Data can show you what happened and be used to project into the future with some degree of confidence, but it can never tell you why things are the way they are.
No matter how massive your dataset, how sophisticated your pipeline, or how tight your confidence intervals, raw data alone cannot answer the questions that actually move a business forward: What would happen if we changed something? Would revenue go up if we launched this feature? Would churn go down if we changed the pricing page? Would engagement improve if we redesigned the onboarding flow?
These are causal questions. And data, on its own, is silent on causality.
The brilliance of the turkey problem
I love this example, originally from Bertrand Russell and later sharpened by Nassim Taleb. Imagine a turkey fed by a butcher every single day for a thousand days. Every data point reinforces the same conclusion: the butcher is a generous, reliable provider.

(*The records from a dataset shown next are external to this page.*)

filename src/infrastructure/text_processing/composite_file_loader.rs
use std::collections::HashMap;
use std::sync::Arc;

use async_trait::async_trait;

use crate::application::ports::{FileLoader, FileLoaderError};
use crate::domain::{ContentType, Document};

use super::{DocxAdapter, PdfAdapter, PlainTextAdapter};

/// Routes each document to the adapter registered for its content type.
pub struct CompositeFileLoader {
    adapters: HashMap<ContentType, Arc<dyn FileLoader>>,
}

impl CompositeFileLoader {
    pub fn new(adapters: Vec<(ContentType, Arc<dyn FileLoader>)>) -> Self {
        Self {
            adapters: adapters.into_iter().collect(),
        }
    }

    /// PDF, DOCX and plain-text adapters.
    pub fn with_default_adapters() -> Self {
        Self::new(vec![
            (ContentType::Pdf, Arc::new(PdfAdapter::new()) as Arc<dyn FileLoader>),
            (ContentType::Docx, Arc::new(DocxAdapter::new())),
            (ContentType::Text, Arc::new(PlainTextAdapter)),
        ])
    }

    pub fn supports(&self, content_type: ContentType) -> bool {
        self.adapters.contains_key(&content_type)
    }
}

#[async_trait]
impl FileLoader for CompositeFileLoader {
    async fn extract_text(
        &self,
        data: &[u8],
        document: &Document,
    ) -> Result<String, FileLoaderError> {
        let adapter = self.adapters.get(&document.content_type).ok_or_else(|| {
            FileLoaderError::UnsupportedContentType(document.content_type.as_mime().to_string())
        })?;

        tracing::debug!(
            content_type = document.content_type.as_mime(),
            "Dispatching extraction"
        );
        adapter.extract_text(data, document).await
    }
}
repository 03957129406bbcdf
pub mod application;
pub mod domain;
pub mod infrastructure;
pub mod presentation;
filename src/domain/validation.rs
use serde::Serialize;

use super::DocumentStats;

#[derive(Debug, Clone, PartialEq, Eq, Serialize)]
pub struct ValidationResult {
    pub is_valid: bool,
    pub issues: Vec<String>,
    pub warnings: Vec<String>,
    pub stats: DocumentStats,
}

impl ValidationResult {
    pub fn new(stats: DocumentStats) -> Self {
        Self {
            is_valid: true,
            issues: Vec::new(),
            warnings: Vec::new(),
            stats,
        }
    }

    pub fn reject(&mut self, issue: impl Into<String>) {
        self.is_valid = false;
        self.issues.push(issue.into());
    }

    pub fn warn(&mut self, warning: impl Into<String>) {
        self.warnings.push(warning.into());
    }
}
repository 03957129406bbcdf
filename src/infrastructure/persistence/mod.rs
mod in_memory_session_repository;

pub use in_memory_session_repository::InMemorySessionRepository;
use async_trait::async_trait;

use crate::application::ports::{FileLoader, FileLoaderError};
use crate::domain::{ContentType, Document};

/// Decodings tried in order; the first yielding non-blank text wins.
#[derive(Debug, Clone, Copy, PartialEq, Eq)]
pub enum TextEncoding {
    Utf8,
    Utf16,
    Latin1,
    Cp1252,
}

impl TextEncoding {
    pub const FALLBACK_ORDER: [TextEncoding; 4] =
        [Self::Utf8, Self::Utf16, Self::Latin1, Self::Cp1252];

    pub fn decode(&self, data: &[u8]) -> Option<String> {
        match self {
            Self::Utf8 => std::str::from_utf8(data).ok().map(str::to_string),
            Self::Utf16 => decode_utf16(data),
            Self::Latin1 => Some(data.iter().map(|&b| b as char).collect()),
            Self::Cp1252 => data.iter().map(|&b| cp1252_char(b)).collect(),
        }
    }

    pub fn as_str(&self) -> &'static str {
        match self {
            Self::Utf8 => "utf-8",
            Self::Utf16 => "utf-16",
            Self::Latin1 => "latin1",
            Self::Cp1252 => "cp1252",
        }
    }
}

/// BOM-aware; little-endian when no BOM is present.
fn decode_utf16(data: &[u8]) -> Option<String> {
    if data.len() % 2 != 0 {
        return None;
    }

    let (body, big_endian) = match data {
        [0xFE, 0xFF, rest @ ..] => (rest, true),
        [0xFF, 0xFE, rest @ ..] => (rest, false),
        _ => (data, false),
    };

    let units = body.chunks_exact(2).map(|pair| {
        if big_endian {
            u16::from_be_bytes([pair[0], pair[1]])
        } else {
            u16::from_le_bytes([pair[0], pair[1]])
        }
    });

    char::decode_utf16(units).collect::<Result<String, _>>().ok()
}

/// Windows-1252; the five unassigned bytes do not decode.
fn cp1252_char(byte: u8) -> Option<char> {
    const HIGH: [Option<char>; 32] = [
        Some('€'), None, Some('‚'), Some('ƒ'), Some('„'), Some('…'), Some('†'), Some('‡'),
        Some('ˆ'), Some('‰'), Some('Š'), Some('‹'), Some('Œ'), None, Some('Ž'), None,
        None, Some('‘'), Some('’'), Some('“'), Some('”'), Some('•'), Some('–'), Some('—'),
        Some('˜'), Some('™'), Some('š'), Some('›'), Some('œ'), None, Some('ž'), Some('Ÿ'),
    ];

    match byte {
        0x80..=0x9F => HIGH[(byte - 0x80) as usize],
        other => Some(other as char),
    }
}

fn normalize_newlines(text: &str) -> String {
    text.replace("\r\n", "\n").replace('\r', "\n")
}

pub struct PlainTextAdapter;

#[async_trait]
impl FileLoader for PlainTextAdapter {
    async fn extract_text(
        &self,
        data: &[u8],
        document: &Document,
    ) -> Result<String, FileLoaderError> {
        if document.content_type != ContentType::Text {
            return Err(FileLoaderError::UnsupportedContentType(
                document.content_type.as_mime().to_string(),
            ));
        }

        for encoding in TextEncoding::FALLBACK_ORDER {
            if let Some(text) = encoding.decode(data) {
                if !text.trim().is_empty() {
                    tracing::debug!(encoding = encoding.as_str(), "Decoded text file");
                    return Ok(normalize_newlines(&text));
                }
            }
        }

        Err(FileLoaderError::ExtractionFailed(
            "Unable to decode text file with supported encodings".to_string(),
        ))
    }
}
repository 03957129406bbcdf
use async_trait::async_trait;

use crate::domain::Document;

#[async_trait]
pub trait FileLoader: Send + Sync {
    async fn extract_text(
        &self,
        data: &[u8],
        document: &Document,
    ) -> Result<String, FileLoaderError>;
}

#[derive(Debug, thiserror::Error)]
pub enum FileLoaderError {
    #[error("unsupported content type: {0}")]
    UnsupportedContentType(String),
    #[error("extraction failed: {0}")]
    ExtractionFailed(String),
    #[error("no readable text found in {0}")]
    NoTextFound(String),
}
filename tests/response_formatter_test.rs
use lectern::application::ports::LlmClientError;
use lectern::application::services::{
    GenerationFailurePolicy, format_response, generation_failure_body,
};
use lectern::domain::Report;

const FOOTER: &str = "\n\n---\n*Analysis completed by MCP Document Processing Agent*";

#[test]
fn given_answer_and_name_when_formatting_then_header_body_and_footer() {
    let formatted = format_response("X", &["summarize"], Some("test.txt"));

    assert!(formatted.starts_with(
        "# 📄 Document Analysis Results\n\n**Document:** test.txt\n**Actions Completed:** 1\n\n---\n\nX"
    ));
    assert!(formatted.ends_with(FOOTER));
}

#[test]
fn given_no_name_when_formatting_then_unknown_document() {
    let formatted = format_response("body", &["summarize", "analyze"], None);

    assert!(formatted.contains("**Document:** Unknown Document\n**Actions Completed:** 2\n"));
}

#[test]
fn given_markdown_answer_when_formatting_then_body_passed_through_verbatim() {
    let answer = "## Summary\n\n- point *one*\n- point `two`";

    let formatted = format_response(answer, &["summarize"], Some("a.txt"));

    assert!(formatted.contains(&format!("---\n\n{answer}{FOOTER}")));
}

#[test]
fn given_report_when_rendering_then_same_envelope_as_formatter() {
    let report = Report::new(Some("a.txt"), 1, "X".to_string());

    assert_eq!(report.render(), format_response("X", &["analyze"], Some("a.txt")));
}

#[test]
fn given_embed_policy_when_folding_failure_then_error_becomes_body() {
    let body = GenerationFailurePolicy::EmbedInReport
        .fold(&LlmClientError::RateLimited)
        .unwrap();

    assert_eq!(
        body,
        "Error processing with AI: rate limited\n\nPlease check your API configuration and try again."
    );
    assert_eq!(body, generation_failure_body(&LlmClientError::RateLimited));
}

#[test]
fn given_propagate_policy_when_folding_failure_then_nothing_folded() {
    assert!(
        GenerationFailurePolicy::Propagate
            .fold(&LlmClientError::InvalidResponse("bad".into()))
            .is_none()
    );
    assert_eq!(
        GenerationFailurePolicy::default(),
        GenerationFailurePolicy::EmbedInReport
    );
}
use axum::Json;
use axum::extract::{Multipart, Path, State};
use axum::http::StatusCode;
use axum::response::{IntoResponse, Response};
use uuid::Uuid;

use crate::application::ports::{FileLoader, LlmClient};
use crate::application::services::UploadedFile;
use crate::domain::SessionId;
use crate::presentation::state::AppState;

use super::responses::{ConversationResponse, chat_error_response, error_response};

const FILE_FIELD: &str = "file";

/// Accepts one multipart `file` field and hands it to the session.
#[tracing::instrument(skip(state, multipart))]
pub async fn upload_document_handler<F, L>(
    State(state): State<AppState<F, L>>,
    Path(session_id): Path<Uuid>,
    mut multipart: Multipart,
) -> Response
where
    F: FileLoader + ?Sized + 'static,
    L: LlmClient + ?Sized + 'static,
{
    let session_id = SessionId::from_uuid(session_id);

    let upload = loop {
        let field = match multipart.next_field().await {
            Ok(Some(field)) => field,
            Ok(None) => {
                tracing::warn!("Upload request with no file field");
                return error_response(StatusCode::BAD_REQUEST, "No file uploaded");
            }
            Err(e) => {
                tracing::error!(error = %e, "Failed to read multipart");
                return error_response(
                    StatusCode::BAD_REQUEST,
                    format!("Failed to read multipart: {}", e),
                );
            }
        };

        if field.name() != Some(FILE_FIELD) {
            continue;
        }

        let filename = field.file_name().unwrap_or("unknown").to_string();
        match field.bytes().await {
            Ok(data) => {
                tracing::debug!(filename = %filename, bytes = data.len(), "File data received");
                break UploadedFile::inline(filename, data.to_vec());
            }
            Err(e) => {
                tracing::error!(error = %e, "Failed to read file bytes");
                return error_response(
                    StatusCode::BAD_REQUEST,
                    format!("Failed to read file: {}", e),
                );
            }
        }
    };

    match state.chat_service.upload(session_id, upload).await {
        Ok(messages) => (
            StatusCode::OK,
            Json(ConversationResponse::new(session_id, messages)),
        )
            .into_response(),
        Err(e) => chat_error_response(e),
    }
}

The trend is undeniable and the confidence intervals get tighter with each passing day. Any reasonable statistical model would predict that tomorrow will bring yet another meal.

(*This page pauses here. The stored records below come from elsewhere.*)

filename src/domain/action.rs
/// A named analysis intent the user can select for a document.
#[derive(Debug, Clone, Copy, PartialEq, Eq)]
pub struct Action {
    pub key: &'static str,
    pub name: &'static str,
    pub description: &'static str,
    pub instruction: &'static str,
}

/// Fixed catalog. Order defines numbered selection and task ordering in prompts.
static ACTIONS: [Action; 8] = [
    Action {
        key: "summarize",
        name: "Summarize Document",
        description: "Create a comprehensive summary of the document",
        instruction: "Please provide a detailed summary of this document, highlighting the main points and key information.",
    },
    Action {
        key: "analyze",
        name: "Analyze Content",
        description: "Perform in-depth analysis of themes, tone, and structure",
        instruction: "Please analyze this document in detail, including themes, tone, writing style, structure, and any notable patterns or insights.",
    },
    Action {
        key: "extract_key_points",
        name: "Extract Key Points",
        description: "Identify and list the most important points",
        instruction: "Please extract and list the key points from this document in a clear, organized format.",
    },
    Action {
        key: "generate_questions",
        name: "Generate Questions",
        description: "Create relevant questions based on the content",
        instruction: "Generate thoughtful questions that could be asked about this document, including comprehension questions and discussion points.",
    },
    Action {
        key: "identify_entities",
        name: "Identify Entities",
        description: "Extract named entities (people, places, organizations, dates)",
        instruction: "Identify and categorize all named entities in this document, including people, places, organizations, dates, and other significant entities.",
    },
    Action {
        key: "sentiment_analysis",
        name: "Sentiment Analysis",
        description: "Analyze the emotional tone and sentiment",
        instruction: "Analyze the sentiment and emotional tone of this document, identifying positive, negative, and neutral elements.",
    },
    Action {
        key: "action_items",
        name: "Extract Action Items",
        description: "Identify tasks, recommendations, and action items",
        instruction: "Extract any action items, tasks, recommendations, or next steps mentioned in this document.",
    },
    Action {
        key: "translate",
        name: "Language Detection",
        description: "Detect language and provide translation insights",
        instruction: "Detect the primary language of this document and identify any foreign terms or phrases that might need translation.",
    },
];

pub fn available_actions() -> &'static [Action] {
    &ACTIONS
}

pub fn find_action(key: &str) -> Option<&'static Action> {
    ACTIONS.iter().find(|action| action.key == key)
}

/// Keeps the keys present in the catalog, in input order.
pub fn validate_actions<S: AsRef<str>>(keys: &[S]) -> Vec<&'static str> {
    keys.iter()
        .filter_map(|key| find_action(key.as_ref()))
        .map(|action| action.key)
        .collect()
}

pub fn action_description(key: &str) -> &'static str {
    find_action(key)
        .map(|action| action.description)
        .unwrap_or("Unknown action")
}
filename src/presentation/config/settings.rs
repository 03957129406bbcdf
use config::{Config, ConfigError, File};
use serde::Deserialize;

use crate::application::services::{AnalysisOptions, ContentBounding, GenerationFailurePolicy};
use crate::application::services::content_chunker::{
    DEFAULT_CHUNK_OVERLAP, DEFAULT_CHUNK_SIZE, DEFAULT_TRUNCATION_LENGTH,
};

use super::Environment;

const API_KEY_FALLBACK_VAR: &str = "OPENAI_API_KEY";

#[derive(Debug, Clone, Default, Deserialize)]
#[serde(default)]
pub struct Settings {
    pub server: ServerSettings,
    pub llm: LlmSettings,
    pub analysis: AnalysisSettings,
    pub upload: UploadSettings,
    pub logging: LoggingSettings,
}

impl Settings {
    /// Layers `appsettings.toml`, `appsettings.{environment}.toml` and
    /// `APP__SECTION__KEY` variables, later sources winning.
    pub fn load(environment: Environment) -> Result<Self, ConfigError> {
        let configuration = Config::builder()
            .add_source(File::with_name("appsettings").required(false))
            .add_source(
                File::with_name(&format!("appsettings.{}", environment.file_suffix()))
                    .required(false),
            )
            .add_source(
                config::Environment::with_prefix("APP")
                    .prefix_separator("__")
                    .separator("__"),
            )
            .build()?;

        let mut settings: Settings = configuration.try_deserialize()?;

        if settings.llm.api_key.is_empty() {
            if let Ok(key) = std::env::var(API_KEY_FALLBACK_VAR) {
                settings.llm.api_key = key;
            }
        }

        Ok(settings)
    }
}

#[derive(Debug, Clone, Deserialize)]
#[serde(default)]
pub struct ServerSettings {
    pub host: String,
    pub port: u16,
}

impl Default for ServerSettings {
    fn default() -> Self {
        Self {
            host: "0.0.0.0".to_string(),
            port: 8080,
        }
    }
}

#[derive(Debug, Clone, Deserialize)]
#[serde(default)]
pub struct LlmSettings {
    /// `openai`, `azure` or any OpenAI-compatible server (`lmstudio`, `ollama`).
    pub provider: String,
    pub base_url: Option<String>,
    pub azure_endpoint: Option<String>,
    pub api_key: String,
    pub chat_model: String,
    pub max_tokens: usize,
    pub temperature: f32,
    pub request_timeout_secs: u64,
}

impl Default for LlmSettings {
    fn default() -> Self {
        Self {
            provider: "openai".to_string(),
            base_url: None,
            azure_endpoint: None,
            api_key: String::new(),
            chat_model: "gpt-3.5-turbo-16k".to_string(),
            max_tokens: 4000,
            temperature: 0.3,
            request_timeout_secs: 120,
        }
    }
}

#[derive(Debug, Clone, Deserialize)]
#[serde(default)]
pub struct AnalysisSettings {
    pub bounding: ContentBounding,
    pub max_content_chars: usize,
    pub chunk_size: usize,
    pub chunk_overlap: usize,
    pub failure_policy: GenerationFailurePolicy,
}

impl Default for AnalysisSettings {
    fn default() -> Self {
        Self {
            bounding: ContentBounding::default(),
            max_content_chars: DEFAULT_TRUNCATION_LENGTH,
            chunk_size: DEFAULT_CHUNK_SIZE,
            chunk_overlap: DEFAULT_CHUNK_OVERLAP,
            failure_policy: GenerationFailurePolicy::default(),
        }
    }
}

impl From<&AnalysisSettings> for AnalysisOptions {
    fn from(settings: &AnalysisSettings) -> Self {
        Self {
            bounding: settings.bounding,
            max_content_chars: settings.max_content_chars,
            chunk_size: settings.chunk_size,
            chunk_overlap: settings.chunk_overlap,
            failure_policy: settings.failure_policy,
        }
    }
}

#[derive(Debug, Clone, Deserialize)]
#[serde(default)]
pub struct UploadSettings {
    pub max_file_size_mb: usize,
}

impl UploadSettings {
    pub fn max_body_bytes(&self) -> usize {
        self.max_file_size_mb.saturating_mul(1024 * 1024)
    }
}

impl Default for UploadSettings {
    fn default() -> Self {
        Self {
            max_file_size_mb: 25,
        }
    }
}

#[derive(Debug, Clone, Deserialize)]
#[serde(default)]
pub struct LoggingSettings {
    pub level: String,
    pub enable_json: bool,
}

impl Default for LoggingSettings {
    fn default() -> Self {
        Self {
            level: "info".to_string(),
            enable_json: false,
        }
    }
}
mod composite_file_loader;
mod docx_adapter;
mod pdf_adapter;
mod plain_text_adapter;
mod text_sanitizer;

pub use composite_file_loader::CompositeFileLoader;
pub use docx_adapter::{DocxAdapter, extract_docx_text};
pub use pdf_adapter::PdfAdapter;
pub use plain_text_adapter::{PlainTextAdapter, TextEncoding};
pub use text_sanitizer::sanitize_extracted_text;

But then comes the Wednesday before Christmas: the turkey undergoes what Taleb calls a “sharp revision of belief.”
The turkey’s model was predictively excellent, right up until the moment it mattered most. It captured the pattern perfectly but understood nothing about the mechanism behind it. This is the difference between prediction and understanding, between correlation and causation. And in business, getting this wrong is how you end up scaling the wrong strategy with full confidence.
What Causal Inference actually is
At its core, causality is about understanding what would happen under different scenarios: one where you act, and one where you don’t. Causal inference simply gives us a structured way to approach this comparison.
We start by formulating a precise causal question … before looking at the data. This matters more than people think. Hypothesizing after results are known is one of the most common ways analyses go wrong. It feels like insight, but it’s actually pattern-matching dressed up as discovery.
Now let’s talk about the other ingredients of a good Causal Analysis.
John Dewey said, “A problem well stated is a problem half solved.” He was right, and this is where most causal analyses either succeed or fail: not in the modeling, but in the framing.
For example, a vague causal question in a CRM context might be: “Are our push notifications driving sales?”
A sharper version would be: “Does sending a ‘We Miss You’ coupon to users who have been inactive for 60 days lead to more purchases over the next 24 hours compared to sending no notification at all?”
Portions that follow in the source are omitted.